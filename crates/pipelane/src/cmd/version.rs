use crate::cmd::VersionArgs;
use crate::exit::{CliResult, SUCCESS};

pub fn run(args: VersionArgs) -> CliResult<i32> {
    if !args.extended {
        println!("pipelane {}", env!("CARGO_PKG_VERSION"));
        return Ok(SUCCESS);
    }

    println!("name: pipelane");
    println!("version: {}", env!("CARGO_PKG_VERSION"));
    println!(
        "build_target: {}",
        option_env!("PIPELANE_BUILD_TARGET").unwrap_or("unknown")
    );
    println!("target_os: {}", std::env::consts::OS);
    println!("target_arch: {}", std::env::consts::ARCH);
    println!(
        "transport: {}",
        if cfg!(windows) {
            "named-pipe"
        } else {
            "unix-domain-socket"
        }
    );
    println!(
        "runtime_dir: {}",
        pipelane_transport::default_runtime_dir().display()
    );
    println!("features: peer={}, cli=true", cfg!(feature = "peer"));

    Ok(SUCCESS)
}
//! Error types for stemrender library.

use std::io;
use thiserror::Error;

/// Result type alias for stemrender operations.
pub type Result<T> = std::result::Result<T, Error>;

/// Error types that can occur while rendering equations in a document.
#[derive(Error, Debug)]
pub enum Error {
    /// I/O error when creating directories or writing artifacts.
    #[error("I/O error: {0}")]
    Io(#[from] io::Error),

    /// Error (de)serializing a document tree.
    #[error("JSON error: {0}")]
    Json(#[from] serde_json::Error),

    /// The math engine rejected an expression or could not be run.
    #[error("Math engine error: {0}")]
    Engine(String),

    /// Engine output is not a recognized image format.
    #[error("Unknown image format: {0}")]
    UnknownImageFormat(String),

    /// One or more equations failed to render during a pass.
    #[error("{} equation(s) failed to render; first: {}", .0.len(), first_failure(.0))]
    EquationsFailed(Vec<RenderFailure>),

    /// Generic error with message.
    #[error("{0}")]
    Other(String),
}

impl Error {
    /// Whether the error concerns a single equation rather than the whole pass.
    ///
    /// Engine rejections and unreadable engine output are recorded and skipped;
    /// everything else aborts processing.
    pub fn is_render_failure(&self) -> bool {
        matches!(self, Error::Engine(_) | Error::UnknownImageFormat(_))
    }
}

/// A single equation that could not be rendered.
#[derive(Debug, Clone, PartialEq, Eq)]
pub struct RenderFailure {
    /// Delimited input handed to the engine (e.g. `$x^2$`)
    pub input: String,

    /// Engine diagnostic
    pub message: String,
}

impl RenderFailure {
    /// Create a new failure record.
    pub fn new(input: impl Into<String>, message: impl Into<String>) -> Self {
        Self {
            input: input.into(),
            message: message.into(),
        }
    }
}

impl std::fmt::Display for RenderFailure {
    fn fmt(&self, f: &mut std::fmt::Formatter<'_>) -> std::fmt::Result {
        write!(f, "{}: {}", self.input, self.message)
    }
}

fn first_failure(failures: &[RenderFailure]) -> String {
    failures
        .first()
        .map(|f| f.to_string())
        .unwrap_or_default()
}
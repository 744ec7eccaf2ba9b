//! Output directory and embedding prefix resolution.
//!
//! Rendered artifacts are written under one directory and referenced from the
//! document through a prefix relative to the images directory. Both are computed
//! once per document.

use std::path::{Component, Path, PathBuf};

/// Where artifacts are written and how the document refers to them.
#[derive(Debug, Clone, PartialEq, Eq)]
pub struct OutputLocation {
    /// Directory artifacts are written to
    pub output_dir: PathBuf,

    /// Prefix joined with artifact file names in image references
    pub target_prefix: String,
}

impl OutputLocation {
    /// Resolve the location from directory configuration.
    ///
    /// - With `imagesoutdir`, artifacts go there (resolved against `base` when
    ///   relative). The prefix is the path from `imagesdir` to `imagesoutdir`, or
    ///   `imagesoutdir` itself when no images directory is set.
    /// - Otherwise artifacts go to `imagesdir` (or `base`) and the prefix is `.`,
    ///   since the converter already prefixes the images directory.
    ///
    /// # Example
    /// ```
    /// use std::path::Path;
    /// use stemrender::path::OutputLocation;
    ///
    /// let location = OutputLocation::resolve(
    ///     Some(Path::new("build/img")),
    ///     Some(Path::new("assets/img")),
    ///     Path::new("/doc"),
    /// );
    /// assert_eq!(location.output_dir, Path::new("/doc/build/img"));
    /// assert_eq!(location.target_prefix, "../../build/img");
    /// ```
    pub fn resolve(imagesoutdir: Option<&Path>, imagesdir: Option<&Path>, base: &Path) -> Self {
        let imagesdir = imagesdir.filter(|p| !p.as_os_str().is_empty());
        let imagesoutdir = imagesoutdir.filter(|p| !p.as_os_str().is_empty());

        match imagesoutdir {
            Some(out) => {
                let output_dir = resolve_against(out, base);
                let target_prefix = match imagesdir {
                    Some(images) => {
                        let images = resolve_against(images, base);
                        to_slash(&relative_path(&images, &output_dir))
                    }
                    None => to_slash(out),
                };
                Self {
                    output_dir,
                    target_prefix,
                }
            }
            None => Self {
                output_dir: imagesdir
                    .map(|images| resolve_against(images, base))
                    .unwrap_or_else(|| normalize_lexically(base)),
                target_prefix: ".".to_string(),
            },
        }
    }

    /// Reference target for an artifact file name.
    pub fn target_for(&self, file_name: &str) -> String {
        if self.target_prefix.is_empty() || self.target_prefix == "." {
            file_name.to_string()
        } else {
            format!("{}/{}", self.target_prefix.trim_end_matches('/'), file_name)
        }
    }

    /// Path an artifact file name is written to.
    pub fn file_path(&self, file_name: &str) -> PathBuf {
        self.output_dir.join(file_name)
    }
}

/// Resolve `path` against `base` unless it is absolute, normalizing `.` and `..`.
pub fn resolve_against(path: &Path, base: &Path) -> PathBuf {
    if path.is_absolute() {
        normalize_lexically(path)
    } else {
        normalize_lexically(&base.join(path))
    }
}

/// Relative path from directory `from` to `to`.
///
/// Both paths are normalized lexically first; no filesystem access is made. Returns
/// `.` when they are the same directory.
pub fn relative_path(from: &Path, to: &Path) -> PathBuf {
    let from = normalize_lexically(from);
    let to = normalize_lexically(to);

    let from_parts: Vec<Component<'_>> = from.components().collect();
    let to_parts: Vec<Component<'_>> = to.components().collect();
    let common = from_parts
        .iter()
        .zip(&to_parts)
        .take_while(|(a, b)| a == b)
        .count();

    let mut result = PathBuf::new();
    for _ in &from_parts[common..] {
        result.push("..");
    }
    for part in &to_parts[common..] {
        result.push(part.as_os_str());
    }

    if result.as_os_str().is_empty() {
        PathBuf::from(".")
    } else {
        result
    }
}

/// Remove `.` components and fold `..` into preceding components.
///
/// Leading `..` in relative paths are kept; `..` above the root is dropped.
pub fn normalize_lexically(path: &Path) -> PathBuf {
    let mut parts: Vec<Component<'_>> = Vec::new();
    for component in path.components() {
        match component {
            Component::CurDir => {}
            Component::ParentDir => match parts.last() {
                Some(Component::Normal(_)) => {
                    parts.pop();
                }
                Some(Component::RootDir) | Some(Component::Prefix(_)) => {}
                _ => parts.push(component),
            },
            other => parts.push(other),
        }
    }

    if parts.is_empty() {
        return PathBuf::from(".");
    }
    parts.iter().map(|c| c.as_os_str()).collect()
}

fn to_slash(path: &Path) -> String {
    let parts: Vec<String> = path
        .components()
        .map(|c| match c {
            Component::RootDir => String::new(),
            other => other.as_os_str().to_string_lossy().into_owned(),
        })
        .collect();
    match parts.as_slice() {
        [only] if only.is_empty() => "/".to_string(),
        _ => parts.join("/"),
    }
}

[What you have to do]: Could you show every line of the material that includes the string "components"?

[Answer]:
    let from_parts: Vec<Component<'_>> = from.components().collect();
    let to_parts: Vec<Component<'_>> = to.components().collect();
/// Remove `.` components and fold `..` into preceding components.
    for component in path.components() {
        .components()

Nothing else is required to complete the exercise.